Pai e Filha volta como clássico do cinema japonês

Obra de Yasujirō Ozu será exibida na segunda‑feira (23), às 23h, na programação do canal

Setsuko Hara como Noriko Somiya no filme “Pai e Filha” (Divulgação)

O canal Arte1 apresenta o filme Pai e Filha, clássico do cinema japonês dirigido por Yasujirō Ozu, nesta segunda‑feira (23), às 23h. Lançado em 1949, o longa acompanha Noriko, uma jovem que vive com o pai viúvo, Shukichi, e decide não se casar para continuar cuidando dele. Aos poucos, a pressão familiar e as convenções da sociedade japonesa contemporânea a colocam diante de um dilema sobre amor, responsabilidade e independência, em um drama que se desenrola com delicadeza e grande profundidade emocional.

A mudança de cenário acontece quando a irmã de Shukichi alerta que, se Noriko não se casar em breve, poderá terminar a vida sozinha. Diante da resistência da filha, o pai se vê obrigado a enganá‑la, fingindo se casar de novo, com o objetivo de lhe dar estímulos para seguir em frente com a própria vida. Esse gesto de sacrifício – em que Shukichi coloca a felicidade da filha acima da sua – atravessa o filme como um dos centros da tensão ética e afetiva, reforçando o vínculo entre as gerações, o peso das tradições e a beleza silenciosa de um amor discreto, mas radicalmente presente.
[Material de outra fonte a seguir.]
//! Compiling and running automation definitions

use ae_action::{ActionHandler, HandlerError};
use ae_config::{parse_automation, ActionBuilder, ActionRegistry, ConfigError, Format};
use ae_core::{AutomationData, ExternalData, ObjectPath, Value};
use async_trait::async_trait;
use serde_json::json;
use std::path::Path;
use std::sync::Arc;

fn compile(yaml: &str, registry: ActionRegistry) -> Result<ae_action::Automation, ConfigError> {
    let config = parse_automation(yaml, Format::Yaml, Path::new("test.yaml"))?;
    ActionBuilder::new(registry).build_automation(&config)
}

fn ctx(trigger: serde_json::Value) -> Arc<AutomationData> {
    Arc::new(AutomationData::new(Value::from(trigger)))
}

const QUOTE: &str = r#"
name: quote
actions:
  - type: setVariable
    alias: setCustomer
    propertyName: name
    path: customer
    value:
      objectPathLookup: /trigger/name
  - type: iterate
    alias: drivers
    list:
      objectPathLookup: /trigger/drivers
    actions:
      - type: setVariable
        alias: lastDriver
        propertyName: lastDriver
        value:
          objectPathLookup: /actions/drivers/currentIteration/item
  - type: group
    alias: checks
    parallel: true
    actions:
      - type: raiseError
        alias: tooYoung
        runCondition:
          numberLessThan:
            left:
              objectPathLookup: /trigger/age
            right: 18
        error:
          code: quote.declined.age
          title: Declined
          message: Driver is too young
          httpStatusCode: 409
      - type: setVariable
        alias: checked
        propertyName: checked
        value: true
"#;

#[tokio::test]
async fn test_compiled_automation_runs() {
    let automation = compile(QUOTE, ActionRegistry::default()).unwrap();
    let ctx = ctx(json!({"name": "Peter", "age": 30, "drivers": ["ann", "bob"]}));

    let outcome = automation.run(&ctx).await;

    assert!(outcome.succeeded(), "{:?}", outcome.error);
    assert_eq!(
        Value::Object(ctx.variables().await).to_json(),
        json!({"customer": {"name": "Peter"}, "lastDriver": "bob", "checked": true})
    );
    assert_eq!(outcome.actions["drivers"].iterate().unwrap().iterations_completed, 2);
}

#[tokio::test]
async fn test_compiled_error_surfaces() {
    let automation = compile(QUOTE, ActionRegistry::default()).unwrap();
    let ctx = ctx(json!({"name": "Peter", "age": 17, "drivers": []}));

    let outcome = automation.run(&ctx).await;

    let error = outcome.error.unwrap();
    assert_eq!(error.code, "quote.declined.age");
    assert_eq!(error.http_status_code, 409);
    // the parallel sibling still ran
    assert_eq!(
        ctx.lookup(&ObjectPath::parse("/variables/checked")).await,
        Some(Value::Bool(true))
    );
}

#[tokio::test]
async fn test_error_actions_and_conditions() {
    let yaml = r#"
name: guarded
actions:
  - type: setVariable
    alias: guarded
    propertyName: status
    value: accepted
    beforeRunErrorConditions:
      - condition:
          objectPathLookupExists: /trigger/blocked
        error:
          code: quote.blocked
          title: Blocked
          message: Customer is blocked
          httpStatusCode: 403
    errorActions:
      - type: setVariable
        alias: recordBlock
        propertyName: status
        value:
          objectPathLookup: /actions/guarded/error/code
"#;
    let automation = compile(yaml, ActionRegistry::default()).unwrap();
    let ctx = ctx(json!({"blocked": true}));

    let outcome = automation.run(&ctx).await;

    assert!(outcome.succeeded());
    assert!(!outcome.actions["guarded"].succeeded);
    assert_eq!(
        ctx.lookup(&ObjectPath::parse("/variables/status")).await,
        Some(Value::from("quote.blocked"))
    );
}

#[test]
fn test_duplicate_sibling_alias_rejected() {
    let yaml = r#"
name: duplicate
actions:
  - type: group
    alias: steps
    actions:
      - type: setVariable
        alias: same
        propertyName: a
      - type: setVariable
        alias: same
        propertyName: b
"#;
    let err = compile(yaml, ActionRegistry::default()).unwrap_err();
    assert!(matches!(err, ConfigError::DuplicateAlias { alias } if alias == "same"));
}

#[test]
fn test_same_alias_in_different_scopes_allowed() {
    let yaml = r#"
name: scopes
actions:
  - type: group
    alias: first
    actions:
      - type: setVariable
        alias: inner
        propertyName: a
  - type: group
    alias: second
    actions:
      - type: setVariable
        alias: inner
        propertyName: b
"#;
    assert!(compile(yaml, ActionRegistry::default()).is_ok());
}

#[test]
fn test_unknown_action_type() {
    let yaml = r#"
name: unknown
actions:
  - type: sendEmail
    alias: mail
"#;
    let err = compile(yaml, ActionRegistry::default()).unwrap_err();
    assert!(
        matches!(err, ConfigError::UnknownActionType { action_type, .. } if action_type == "sendEmail")
    );
}

#[test]
fn test_invalid_property_name_rejected_at_build() {
    let yaml = r#"
name: invalid
actions:
  - type: setVariable
    alias: set
    propertyName: Not Valid
"#;
    let err = compile(yaml, ActionRegistry::default()).unwrap_err();
    assert!(matches!(err, ConfigError::InvalidValue { .. }));
}

#[derive(Debug)]
struct Greeter;

#[async_trait]
impl ActionHandler for Greeter {
    fn type_name(&self) -> &str {
        "greet"
    }

    async fn handle(
        &self,
        ctx: &AutomationData,
        output: &mut ExternalData,
    ) -> Result<(), HandlerError> {
        let name = ctx
            .lookup(&ObjectPath::parse("/trigger/name"))
            .await
            .ok_or_else(|| anyhow::anyhow!("no name in trigger"))?;
        output.output = Some(Value::from(format!("Hello {}", name.to_text())));
        Ok(())
    }
}

#[tokio::test]
async fn test_registered_handler() {
    let mut registry = ActionRegistry::default();
    registry.register_handler(Arc::new(Greeter));
    assert!(registry.contains("greet"));

    let yaml = r#"
name: greeting
actions:
  - type: greet
    alias: hello
  - type: setVariable
    alias: copy
    propertyName: greeting
    value:
      objectPathLookup: /actions/hello/output
"#;
    let automation = compile(yaml, registry).unwrap();
    let ctx = ctx(json!({"name": "Peter"}));

    let outcome = automation.run(&ctx).await;

    assert!(outcome.succeeded());
    assert_eq!(
        ctx.lookup(&ObjectPath::parse("/variables/greeting")).await,
        Some(Value::from("Hello Peter"))
    );
}

#[tokio::test]
async fn test_handler_unexpected_error_is_wrapped() {
    let mut registry = ActionRegistry::default();
    registry.register_handler(Arc::new(Greeter));

    let yaml = r#"
name: greeting
actions:
  - type: greet
    alias: hello
"#;
    let automation = compile(yaml, registry).unwrap();

    let outcome = automation.run(&ctx(json!({}))).await;

    assert_eq!(outcome.error.unwrap().code, ae_core::codes::ACTION_FAILED);
}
O longa é baseado no livro Chichi to Musume, do escritor e crítico japonês Kazuo Hirotsu, e produzido pelos estúdios Shochiku, durante a Ocupação do Japão pelas forças aliadas, período em que o cinema do país enfrentava critérios de censura rígidos. Mesmo dentro dessas limitações, Pai e Filha se destaca como uma das obras mais importantes da filmografia de Ozu, marcada por planos estáticos, composições rigorosas e profundidade psicológica. O filme ganhou o prêmio de Melhor Filme no Mainichi Eiga Concours Award, um dos concursos mais tradicionais do cinema japonês, consolidando seu lugar na história do cinema de autor mundial.

No canal Arte1, o título volta a ser acessível para novas gerações de espectadores, funcionalizando o clássico como poema de família, sensível e contido, em que o conflito não se expressa em gritos, mas em olhares, silêncios e gestos mínimos. Ao ocupar a programação de fevereiro, a exibição lembra que Pai e Filha continua atual ao problematizar heranças emocionais, ideais de casamento e a forma como as culturas latino‑orientais compreendem a responsabilidade entre filhos e pais idosos.